Não quero dizer que estes últimos, os argentinos, sejam mais furiosos torcedores de futebol do que nós; se os chamo de feras é porque qualquer multidão latina, e sobretudo sul-americana, quando açulada pela paixão futebolística, pode virar fera, está a um passo da fera. Na Holanda ou na Suécia, um alambrado num campo de futebol seria quase um excesso de zelo; em qualquer país da América do Sul, no entanto, assim como em Portugal, na Espanha ou na Itália, o alambrado ou o fosso é de uma necessidade preliminar, uma condição sem a qual o chefe de polícia não poderia autorizar a realização de partidas de futebol. Estranho aparentemente, quem tinha o direito de protestar contra a ida dos jogadores brasileiros a Buenos Aires era o nosso ministro do trabalho, pois a verdade é que o estádio do River Plate (o monumental de Nuñez, como o chamam os portenhos) não apresenta as condições mínimas de segurança à prática do trabalho chamado futebol. Os jogadores são profissionais, os clubes têm neles um patrimônio financeiro (impossível neste caso evitar os lugares-comuns da situação evidente), a integridade física é a garantia que tem cada um para continuar no seu ganha-pão. Colocar em jogo tudo isso, e não o resultado da partida, é insensatez. Arriscar a validade de atletas profissionais em troca de alguns milhares de dólares é uma besteira.

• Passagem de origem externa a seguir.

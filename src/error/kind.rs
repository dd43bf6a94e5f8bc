//! The closed taxonomy of failures the generator can run into.
//!
//! Every failure that reaches the recovery layer is reduced to one
//! [`ErrorKind`]. Kinds are grouped into families which drive the default
//! recovery policy; the per-kind guidance lives in [`super::descriptor`].

use serde::{Deserialize, Serialize};

/// The family an [`ErrorKind`] belongs to.
#[derive(Clone, Copy, Debug, PartialEq, Eq, Hash, Serialize, Deserialize)]
#[serde(rename_all = "snake_case")]
pub enum ErrorFamily {
    /// Files and directories on the local disk.
    Filesystem,
    /// Required or optional external tools.
    Dependency,
    /// Connectivity, DNS and package registry access.
    Network,
    /// User-supplied configuration values.
    Validation,
    /// Memory, CPU and descriptor exhaustion.
    SystemResource,
    /// Child process lifecycle.
    Process,
    /// Anything that could not be classified.
    Unknown,
}

/// A closed category of failure used for diagnostics and recovery dispatch.
#[derive(Clone, Copy, Debug, PartialEq, Eq, Hash, PartialOrd, Ord, Serialize, Deserialize)]
#[serde(rename_all = "snake_case")]
pub enum ErrorKind {
    // Filesystem
    /// The target project directory already exists.
    DirectoryExists,
    /// A file or directory the generator needs is missing.
    FileNotFound,
    /// The current user may not read or write the path.
    PermissionDenied,
    /// A path exceeds the platform limit.
    PathTooLong,
    /// No space left on the device.
    DiskFull,
    /// Writing a generated file failed for another reason.
    FileWriteFailed,
    /// A bundled template could not be located.
    TemplateNotFound,

    // Dependency
    /// Node.js is not installed.
    NodeNotFound,
    /// npm is not installed.
    NpmNotFound,
    /// git is not installed (optional).
    GitNotFound,
    /// Docker is not installed (optional).
    DockerNotFound,
    /// Python is not installed (optional).
    PythonNotFound,
    /// pip is not installed (optional).
    PipNotFound,
    /// A tool is installed but older than the declared minimum.
    DependencyVersionMismatch,
    /// Installing project dependencies failed.
    DependencyInstallFailed,

    // Network
    /// A network request timed out.
    NetworkTimeout,
    /// A host name could not be resolved.
    DnsResolutionFailed,
    /// The network is unreachable or the connection was refused.
    NetworkUnavailable,
    /// A package could not be downloaded from its registry.
    PackageDownloadFailed,

    // Validation
    /// The project name violates the naming rules.
    InvalidProjectName,
    /// A port number is outside the valid range.
    InvalidPort,
    /// The database name violates the naming rules.
    InvalidDatabaseName,
    /// Database user or password were rejected.
    InvalidCredentials,
    /// A requested port is already bound by another process.
    PortInUse,

    // System resource
    /// The process ran out of memory.
    OutOfMemory,
    /// The machine is too busy to finish in time.
    CpuExhausted,
    /// The process hit the open file descriptor limit.
    TooManyOpenFiles,

    // Process
    /// A child process could not be started.
    ProcessSpawnFailed,
    /// A child process exited with a non-zero status.
    ProcessExitedNonZero,
    /// A child process (or the generator itself) was terminated by a signal.
    ProcessKilled,
    /// A child process exceeded its time budget.
    ProcessTimeout,

    /// Fallback for failures nothing else matched.
    Unknown,
}

impl ErrorKind {
    /// Every kind, in declaration order.
    pub const ALL: [ErrorKind; 32] = [
        ErrorKind::DirectoryExists,
        ErrorKind::FileNotFound,
        ErrorKind::PermissionDenied,
        ErrorKind::PathTooLong,
        ErrorKind::DiskFull,
        ErrorKind::FileWriteFailed,
        ErrorKind::TemplateNotFound,
        ErrorKind::NodeNotFound,
        ErrorKind::NpmNotFound,
        ErrorKind::GitNotFound,
        ErrorKind::DockerNotFound,
        ErrorKind::PythonNotFound,
        ErrorKind::PipNotFound,
        ErrorKind::DependencyVersionMismatch,
        ErrorKind::DependencyInstallFailed,
        ErrorKind::NetworkTimeout,
        ErrorKind::DnsResolutionFailed,
        ErrorKind::NetworkUnavailable,
        ErrorKind::PackageDownloadFailed,
        ErrorKind::InvalidProjectName,
        ErrorKind::InvalidPort,
        ErrorKind::InvalidDatabaseName,
        ErrorKind::InvalidCredentials,
        ErrorKind::PortInUse,
        ErrorKind::OutOfMemory,
        ErrorKind::CpuExhausted,
        ErrorKind::TooManyOpenFiles,
        ErrorKind::ProcessSpawnFailed,
        ErrorKind::ProcessExitedNonZero,
        ErrorKind::ProcessKilled,
        ErrorKind::ProcessTimeout,
        ErrorKind::Unknown,
    ];

    /// The family this kind belongs to.
    pub fn family(self) -> ErrorFamily {
        use ErrorKind::*;
        match self {
            DirectoryExists | FileNotFound | PermissionDenied | PathTooLong | DiskFull
            | FileWriteFailed | TemplateNotFound => ErrorFamily::Filesystem,
            NodeNotFound | NpmNotFound | GitNotFound | DockerNotFound | PythonNotFound
            | PipNotFound | DependencyVersionMismatch | DependencyInstallFailed => {
                ErrorFamily::Dependency
            }
            NetworkTimeout | DnsResolutionFailed | NetworkUnavailable | PackageDownloadFailed => {
                ErrorFamily::Network
            }
            InvalidProjectName | InvalidPort | InvalidDatabaseName | InvalidCredentials
            | PortInUse => ErrorFamily::Validation,
            OutOfMemory | CpuExhausted | TooManyOpenFiles => ErrorFamily::SystemResource,
            ProcessSpawnFailed | ProcessExitedNonZero | ProcessKilled | ProcessTimeout => {
                ErrorFamily::Process
            }
            Unknown => ErrorFamily::Unknown,
        }
    }

    /// The optional feature that is disabled when this tool is missing.
    ///
    /// Returns `None` for every kind that does not describe an optional tool.
    pub fn optional_feature(self) -> Option<&'static str> {
        match self {
            ErrorKind::GitNotFound => Some("git"),
            ErrorKind::DockerNotFound => Some("docker"),
            ErrorKind::PythonNotFound => Some("python"),
            ErrorKind::PipNotFound => Some("pip"),
            _ => None,
        }
    }

    /// Stable snake_case code, as written to log files and reports.
    pub fn as_str(self) -> &'static str {
        use ErrorKind::*;
        match self {
            DirectoryExists => "directory_exists",
            FileNotFound => "file_not_found",
            PermissionDenied => "permission_denied",
            PathTooLong => "path_too_long",
            DiskFull => "disk_full",
            FileWriteFailed => "file_write_failed",
            TemplateNotFound => "template_not_found",
            NodeNotFound => "node_not_found",
            NpmNotFound => "npm_not_found",
            GitNotFound => "git_not_found",
            DockerNotFound => "docker_not_found",
            PythonNotFound => "python_not_found",
            PipNotFound => "pip_not_found",
            DependencyVersionMismatch => "dependency_version_mismatch",
            DependencyInstallFailed => "dependency_install_failed",
            NetworkTimeout => "network_timeout",
            DnsResolutionFailed => "dns_resolution_failed",
            NetworkUnavailable => "network_unavailable",
            PackageDownloadFailed => "package_download_failed",
            InvalidProjectName => "invalid_project_name",
            InvalidPort => "invalid_port",
            InvalidDatabaseName => "invalid_database_name",
            InvalidCredentials => "invalid_credentials",
            PortInUse => "port_in_use",
            OutOfMemory => "out_of_memory",
            CpuExhausted => "cpu_exhausted",
            TooManyOpenFiles => "too_many_open_files",
            ProcessSpawnFailed => "process_spawn_failed",
            ProcessExitedNonZero => "process_exited_non_zero",
            ProcessKilled => "process_killed",
            ProcessTimeout => "process_timeout",
            Unknown => "unknown",
        }
    }

    /// Parse a code produced by [`ErrorKind::as_str`].
    pub fn from_code(code: &str) -> Option<Self> {
        Self::ALL.iter().copied().find(|kind| kind.as_str() == code)
    }
}

impl std::fmt::Display for ErrorKind {
    fn fmt(&self, f: &mut std::fmt::Formatter<'_>) -> std::fmt::Result {
        f.write_str(self.as_str())
    }
}

#[cfg(test)]
mod tests {
    use super::*;
    use std::collections::HashSet;

    #[test]
    fn test_all_kinds_are_distinct() {
        let unique: HashSet<_> = ErrorKind::ALL.iter().collect();
        assert_eq!(unique.len(), ErrorKind::ALL.len());
    }

    #[test]
    fn test_code_roundtrip_for_every_kind() {
        for kind in ErrorKind::ALL {
            assert_eq!(ErrorKind::from_code(kind.as_str()), Some(kind));
        }
    }

    #[test]
    fn test_unknown_code() {
        assert_eq!(ErrorKind::from_code("no_such_kind"), None);
    }

    #[test]
    fn test_serde_uses_code() {
        let json = serde_json::to_string(&ErrorKind::DirectoryExists).unwrap();
        assert_eq!(json, "\"directory_exists\"");
    }

    #[test]
    fn test_families() {
        assert_eq!(ErrorKind::DiskFull.family(), ErrorFamily::Filesystem);
        assert_eq!(ErrorKind::DockerNotFound.family(), ErrorFamily::Dependency);
        assert_eq!(ErrorKind::DnsResolutionFailed.family(), ErrorFamily::Network);
        assert_eq!(ErrorKind::PortInUse.family(), ErrorFamily::Validation);
        assert_eq!(ErrorKind::OutOfMemory.family(), ErrorFamily::SystemResource);
        assert_eq!(ErrorKind::ProcessKilled.family(), ErrorFamily::Process);
        assert_eq!(ErrorKind::Unknown.family(), ErrorFamily::Unknown);
    }

    #[test]
    fn test_optional_features() {
        assert_eq!(ErrorKind::GitNotFound.optional_feature(), Some("git"));
        assert_eq!(ErrorKind::DockerNotFound.optional_feature(), Some("docker"));
        assert_eq!(ErrorKind::NodeNotFound.optional_feature(), None);
    }
}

Quem raciocina pela metade irá dizer que não houve violência nenhuma e que tanto os assistentes como os jogadores argentinos se portaram razoavelmente bem na partida final, quando mais sinistros eram os prognósticos da imprensa brasileira. Isso não quer dizer absolutamente nada. Sem pesar as circunstâncias que determinaram o bom comportamento argentino na decisiva, o fato é que o Brasil comete sempre um ato de desvario quando coloca o seu time num campo sem qualquer defesa contra a multidão. Ninguém defenderia a inocência da roleta-russa só por ter presenciado alguém a praticá-la sem um resultado funesto. Não houve mortos nem feridos no jogo final do campeonato Sul-Americano, mas poderia ter havido, seria perfeitamente natural que houvesse. Os protestos que os dirigentes estariam lançando no momento, caso o massacre se registrasse, não atenuariam a estupidez inicial, que foi a de pactuar com a roleta-russa proposta pelos patrocinadores do torneio de Buenos Aires. A agulha da arma foi bater no espaço vazio; isso não constitui um incentivo para que os brasileiros continuem a participar de torneios suicidas. Não esperemos a detonação fatal para tomar juízo. Como campeões do mundo, os jogadores brasileiros passaram a despertar uma perigosa gana por parte de seus irmãos continentais. As garantias elementares precisam ser asseguradas de qualquer forma.

Por outro lado, não é possível jogar verdadeiro futebol quando cem mil pessoas, a torcer apaixonadamente pelo quadro contrário, podem entrar em campo, fazendo valer os violentos argumentos da paixão, isto é, apelando para a ignorância dos castigos corporais. Assim, esportivamente, os espetáculos em estádios sem defesa pouco representam.

O futebol brasileiro emancipou-se quando se construiu o Maracanã; civilizou-se quando os nossos jogadores perderam um campeonato mundial para os uruguaios com lágrimas nos olhos, e não com murros e pontapés. Temos o direito e o dever de exigir que os nossos rivais sul-americanos façam o mesmo. Mas vá falar em direito e dever com um cartola; ele pensa imediatamente que nos referimos a dólares e estadas em hotéis de luxo.